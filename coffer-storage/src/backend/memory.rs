//! In-process backend adapter.
//!
//! Keyspaces are keyed by namespace number and shared by every clone of a
//! [`MemoryConnector`], so two stores opened on the same namespace see the
//! same entries. Expired entries are dropped lazily on access.

use std::collections::HashMap;
use std::sync::atomic::{AtomicBool, Ordering};
use std::sync::{Arc, Mutex, RwLock};
use std::time::{Duration, Instant};

use async_trait::async_trait;
use coffer_core::{BackendError, ConnectionConfig};

use super::{Backend, Connector, KeyPattern};

const STORE_TYPE: &str = "memory";

#[derive(Debug, Clone)]
struct Slot {
    value: Vec<u8>,
    expires_at: Option<Instant>,
}

impl Slot {
    fn is_live(&self, now: Instant) -> bool {
        self.expires_at.map_or(true, |at| now < at)
    }
}

type Keyspace = Arc<RwLock<HashMap<String, Slot>>>;

/// Connector for in-process keyspaces.
#[derive(Debug, Clone, Default)]
pub struct MemoryConnector {
    namespaces: Arc<Mutex<HashMap<i64, Keyspace>>>,
    unreachable: bool,
}

impl MemoryConnector {
    pub fn new() -> Self {
        Self::default()
    }

    /// A connector whose handles fail every operation with a connection
    /// error, the way a lazily connected client behaves against a dead host.
    #[cfg(any(test, feature = "test-utils"))]
    pub fn unreachable() -> Self {
        Self {
            unreachable: true,
            ..Self::default()
        }
    }

    fn keyspace(&self, namespace: i64) -> Result<Keyspace, BackendError> {
        let mut namespaces = self.namespaces.lock().map_err(|e| BackendError::Connection {
            backend: STORE_TYPE.to_string(),
            reason: e.to_string(),
        })?;
        Ok(namespaces.entry(namespace).or_default().clone())
    }
}

impl Connector for MemoryConnector {
    type Handle = MemoryBackend;

    fn store_type(&self) -> &'static str {
        STORE_TYPE
    }

    fn connect(&self, config: &ConnectionConfig) -> Result<MemoryBackend, BackendError> {
        Ok(MemoryBackend {
            data: self.keyspace(config.namespace)?,
            address: config.address.clone(),
            unreachable: self.unreachable,
            closed: Arc::new(AtomicBool::new(false)),
        })
    }
}

/// Handle to one in-process keyspace.
#[derive(Debug, Clone)]
pub struct MemoryBackend {
    data: Keyspace,
    address: String,
    unreachable: bool,
    closed: Arc<AtomicBool>,
}

impl MemoryBackend {
    fn check_open(&self) -> Result<(), BackendError> {
        if self.closed.load(Ordering::Acquire) {
            return Err(BackendError::HandleClosed);
        }
        if self.unreachable {
            return Err(BackendError::Connection {
                backend: STORE_TYPE.to_string(),
                reason: format!("{} is unreachable", self.address),
            });
        }
        Ok(())
    }

    fn poisoned(command: &str, err: impl std::fmt::Display) -> BackendError {
        BackendError::command(command, err)
    }
}

#[async_trait]
impl Backend for MemoryBackend {
    async fn get(&self, key: &str) -> Result<Option<Vec<u8>>, BackendError> {
        self.check_open()?;
        let now = Instant::now();
        {
            let data = self.data.read().map_err(|e| Self::poisoned("GET", e))?;
            match data.get(key) {
                Some(slot) if slot.is_live(now) => return Ok(Some(slot.value.clone())),
                None => return Ok(None),
                Some(_) => {}
            }
        }

        // Expired: drop it unless it was rewritten in the meantime.
        let mut data = self.data.write().map_err(|e| Self::poisoned("GET", e))?;
        if data.get(key).is_some_and(|slot| !slot.is_live(now)) {
            data.remove(key);
        }
        Ok(None)
    }

    async fn set(
        &self,
        key: &str,
        value: Vec<u8>,
        ttl: Option<Duration>,
    ) -> Result<(), BackendError> {
        self.check_open()?;
        // A deadline past the clock's range never expires.
        let expires_at = ttl.and_then(|ttl| Instant::now().checked_add(ttl));
        let mut data = self.data.write().map_err(|e| Self::poisoned("SET", e))?;
        data.insert(key.to_string(), Slot { value, expires_at });
        Ok(())
    }

    async fn enumerate_keys(&self, pattern: &KeyPattern) -> Result<Vec<String>, BackendError> {
        self.check_open()?;
        let now = Instant::now();
        let data = self.data.read().map_err(|e| Self::poisoned("SCAN", e))?;
        Ok(data
            .iter()
            .filter(|(key, slot)| slot.is_live(now) && pattern.matches(key))
            .map(|(key, _)| key.clone())
            .collect())
    }

    async fn delete(&self, key: &str) -> Result<(), BackendError> {
        self.check_open()?;
        let mut data = self.data.write().map_err(|e| Self::poisoned("DEL", e))?;
        data.remove(key);
        Ok(())
    }

    async fn count(&self) -> Result<u64, BackendError> {
        self.check_open()?;
        let now = Instant::now();
        let mut data = self.data.write().map_err(|e| Self::poisoned("DBSIZE", e))?;
        data.retain(|_, slot| slot.is_live(now));
        Ok(data.len() as u64)
    }

    async fn flush_namespace(&self) -> Result<(), BackendError> {
        self.check_open()?;
        let mut data = self.data.write().map_err(|e| Self::poisoned("FLUSHDB", e))?;
        data.clear();
        Ok(())
    }

    async fn close(&self) -> Result<(), BackendError> {
        self.closed.store(true, Ordering::Release);
        Ok(())
    }
}

#[cfg(test)]
mod tests {
    use super::*;

    fn connect(connector: &MemoryConnector, namespace: i64) -> MemoryBackend {
        let config = ConnectionConfig::new("local", "", namespace);
        connector.connect(&config).unwrap()
    }

    #[tokio::test]
    async fn test_basic_operations() {
        let backend = connect(&MemoryConnector::new(), 0);

        backend.set("key1", b"value1".to_vec(), None).await.unwrap();
        assert_eq!(backend.get("key1").await.unwrap(), Some(b"value1".to_vec()));
        assert_eq!(backend.get("nonexistent").await.unwrap(), None);

        backend.delete("key1").await.unwrap();
        assert_eq!(backend.get("key1").await.unwrap(), None);
        backend.delete("key1").await.unwrap();
    }

    #[tokio::test]
    async fn test_namespaces_are_isolated_and_shared_by_clones() {
        let connector = MemoryConnector::new();
        let a = connect(&connector, 0);
        let b = connect(&connector.clone(), 0);
        let other = connect(&connector, 1);

        a.set("k", b"v".to_vec(), None).await.unwrap();
        assert_eq!(b.get("k").await.unwrap(), Some(b"v".to_vec()));
        assert_eq!(other.get("k").await.unwrap(), None);
        assert_eq!(other.count().await.unwrap(), 0);
    }

    #[tokio::test]
    async fn test_ttl_expiry() {
        let backend = connect(&MemoryConnector::new(), 0);
        backend
            .set("short", b"v".to_vec(), Some(Duration::from_millis(20)))
            .await
            .unwrap();
        backend.set("long", b"v".to_vec(), None).await.unwrap();
        assert_eq!(backend.count().await.unwrap(), 2);

        tokio::time::sleep(Duration::from_millis(50)).await;

        assert_eq!(backend.get("short").await.unwrap(), None);
        assert_eq!(backend.enumerate_keys(&KeyPattern::All).await.unwrap(), vec!["long"]);
        assert_eq!(backend.count().await.unwrap(), 1);
    }

    #[tokio::test]
    async fn test_unrepresentable_ttl_never_expires() {
        let backend = connect(&MemoryConnector::new(), 0);
        backend
            .set("forever", b"v".to_vec(), Some(Duration::MAX))
            .await
            .unwrap();
        assert_eq!(backend.get("forever").await.unwrap(), Some(b"v".to_vec()));
        assert_eq!(backend.count().await.unwrap(), 1);
    }

    #[tokio::test]
    async fn test_enumerate_with_prefix() {
        let backend = connect(&MemoryConnector::new(), 0);
        for key in ["prefix:a", "prefix:b", "other:c"] {
            backend.set(key, b"1".to_vec(), None).await.unwrap();
        }

        let mut keys = backend
            .enumerate_keys(&KeyPattern::Prefix("prefix:".into()))
            .await
            .unwrap();
        keys.sort();
        assert_eq!(keys, vec!["prefix:a", "prefix:b"]);
    }

    #[tokio::test]
    async fn test_flush_and_close() {
        let backend = connect(&MemoryConnector::new(), 0);
        backend.set("k", b"v".to_vec(), None).await.unwrap();
        backend.flush_namespace().await.unwrap();
        assert_eq!(backend.count().await.unwrap(), 0);

        backend.close().await.unwrap();
        backend.close().await.unwrap();
        assert_eq!(backend.get("k").await.unwrap_err(), BackendError::HandleClosed);
    }

    #[tokio::test]
    async fn test_unreachable_connects_lazily() {
        let backend = connect(&MemoryConnector::unreachable(), 0);
        let err = backend.get("k").await.unwrap_err();
        assert!(matches!(err, BackendError::Connection { .. }));
    }
}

● ● ● ●

How to complete this task: Copy out the entries exactly. Begin at the first line and end with the line that has "lazily on access.".

Solution to this problem:
filename coffer-storage/src/backend/memory.rs
//! In-process backend adapter.
//!
//! Keyspaces are keyed by namespace number and shared by every clone of a
//! [`MemoryConnector`], so two stores opened on the same namespace see the
//! same entries. Expired entries are dropped lazily on access.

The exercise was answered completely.